The problem was in CORS and XSS bugs, which affected several Amazon subdomains, and in configuration issues.
By exploiting these bugs, attackers could gain access to personal data (usernames, phone numbers, home addresses, voice history) and perform various actions on behalf of victims (for example, delete and install Alexa skills).
“It took just one click on a link, specially created by an attacker, to successfully exploit [the problems]”, — write the researchers.
For successful attack, the attacker needed only to create a malicious link that would direct the user to amazon.com and send it to the victim (by somehow forcing the user to click on it).
The researchers suggested using the vulnerable track.amazon.com for these purposes – this page is not associated with Alexa, but is used to track parcels from Amazon, and previously it could have been injected with malicious code.
Next, the attacker sent an Ajax-request with the user’s cookies received to amazon.com/app/secure/your-skills-page, which allowed him to get a list of the skills installed for this Alexa account.
The response to such a request also contained a CSRF token, which an attacker could use to remove one skill from the list. The attacker could then install his own malicious Alexa skill on the device in the same way. Replacing a remote skill with his own opened up many opportunities for the criminal, depending on the skills installed on the user’s device.

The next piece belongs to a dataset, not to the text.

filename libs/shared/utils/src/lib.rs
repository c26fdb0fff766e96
pub mod extractor;
pub mod jwt;
pub mod test_utils;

For example, it was possible to access the victim’s voice history, and then usernames, phone numbers, home addresses, banking data (Alexa does not record banking login credentials, but records other interactions).
“Smart speakers and virtual assistants seem so unremarkable that, at times, we lose sight of their role in managing a smart home, as well as how much personal data they store. For this reason, hackers view these applications as entry points into people’s lives, through which they can access personal data, eavesdrop on conversations and perform other malicious activities without the user’s knowledge”, — says Oded Vanunu, head of the vulnerabilities research department at Check Point Software Technologies.

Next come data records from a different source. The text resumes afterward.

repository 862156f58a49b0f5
//! Deterministic file naming for fetched rasters
//!
//! Every work unit writes exactly one file whose name is derived from the unit
//! key. Keys come from the remote platform and routinely contain `:` (tile keys
//! look like `512:0:30.0:15:-2:37`), so they are sanitized before they touch the
//! filesystem. A sanitized stem carries a short digest of the raw key, so
//! `x:y` and `x/y` never share a file.
//!
//! ```rust
//! use geotiff_fetcher::output::RasterPathBuilder;
//! use std::path::PathBuf;
//!
//! let path = RasterPathBuilder::new(PathBuf::from("/tmp/run"), "scene_a").build();
//! assert_eq!(path, PathBuf::from("/tmp/run/scene_a.tif"));
//!
//! let tile = RasterPathBuilder::new(PathBuf::from("/tmp/run"), "512:0:30.0:15:-2:37").build();
//! let name = tile.file_name().unwrap().to_str().unwrap();
//! assert!(name.starts_with("512_0_30.0_15_-2_37-"));
//! ```

use sha2::{Digest, Sha256};
use std::ffi::OsString;
use std::path::{Path, PathBuf};

/// Extension of every raster the pipeline writes
pub const RASTER_EXTENSION: &str = "tif";

/// Hex digits of the key digest appended to sanitized stems
const KEY_DIGEST_LEN: usize = 12;

/// Builder for raster paths inside a run directory
pub struct RasterPathBuilder {
    dir: PathBuf,
    stem: String,
}

impl RasterPathBuilder {
    /// Start a path for `key` inside `dir`
    pub fn new(dir: PathBuf, key: &str) -> Self {
        Self {
            dir,
            stem: raster_file_stem(key),
        }
    }

    /// Build the complete file path
    pub fn build(&self) -> PathBuf {
        raster_path_for_prefix(&self.dir.join(&self.stem))
    }
}

/// Path of the raster for `key` inside `dir`
pub fn raster_path(dir: &Path, key: &str) -> PathBuf {
    RasterPathBuilder::new(dir.to_path_buf(), key).build()
}

/// `<prefix>.tif`, appending the extension rather than replacing one
///
/// Stems such as `512_0_30.0_15_3_4` contain dots, so
/// [`Path::with_extension`] would cut them short.
pub fn raster_path_for_prefix(prefix: &Path) -> PathBuf {
    let mut name = OsString::from(prefix.as_os_str());
    name.push(".");
    name.push(RASTER_EXTENSION);
    PathBuf::from(name)
}

/// Filesystem-safe stem for a unit key
///
/// Distinct keys get distinct stems. A key that is already safe is used as is;
/// any other key is sanitized and suffixed with `-<digest>` of the raw key.
pub fn raster_file_stem(key: &str) -> String {
    let sanitized = sanitize_key(key);
    if !sanitized.is_empty() && sanitized == key && !has_digest_suffix(key) {
        return sanitized;
    }

    let stem = if sanitized.is_empty() { "_" } else { sanitized.as_str() };
    format!("{stem}-{}", key_digest(key))
}

/// Sibling path with `_<suffix>` inserted before the extension
///
/// `/out/scene.tif` with `warp` becomes `/out/scene_warp.tif`.
pub fn with_stem_suffix(path: &Path, suffix: &str) -> PathBuf {
    let stem = path
        .file_stem()
        .map(|s| s.to_string_lossy().into_owned())
        .unwrap_or_default();
    let name = match path.extension() {
        Some(ext) => format!("{stem}_{suffix}.{}", ext.to_string_lossy()),
        None => format!("{stem}_{suffix}"),
    };
    path.with_file_name(name)
}

/// Sanitize a platform key for filesystem safety
///
/// Prevents path traversal by replacing dangerous characters:
/// - `/`, `\`, `:` → `_`
/// - `..` → `__`
/// - whitespace → `_`
fn sanitize_key(key: &str) -> String {
    key.trim()
        .replace("..", "__")
        .replace(['/', '\\', ':'], "_")
        .replace(char::is_whitespace, "_")
}

fn key_digest(key: &str) -> String {
    let mut hasher = Sha256::new();
    hasher.update(key.as_bytes());
    let digest = format!("{:x}", hasher.finalize());
    digest[..KEY_DIGEST_LEN].to_string()
}

// A safe key that already looks digest-suffixed is digested again so it
// cannot collide with a sanitized stem.
fn has_digest_suffix(key: &str) -> bool {
    match key.rsplit_once('-') {
        Some((_, tail)) => {
            tail.len() == KEY_DIGEST_LEN && tail.bytes().all(|b| b.is_ascii_hexdigit())
        }
        None => false,
    }
}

Currently, Amazon engineers have already patched all discovered vulnerabilities. Additionally, company representatives stated that they were not aware of any use of these problems or disclosure of any information about customers.
We have already many times talked about vulnerabilities in IoT devices, for example, that Kr00k problem threatens devices with Qualcomm and MediaTek Wi-Fi chips. The Internet of Things is becoming a part of everyday life and it is full of new dangers.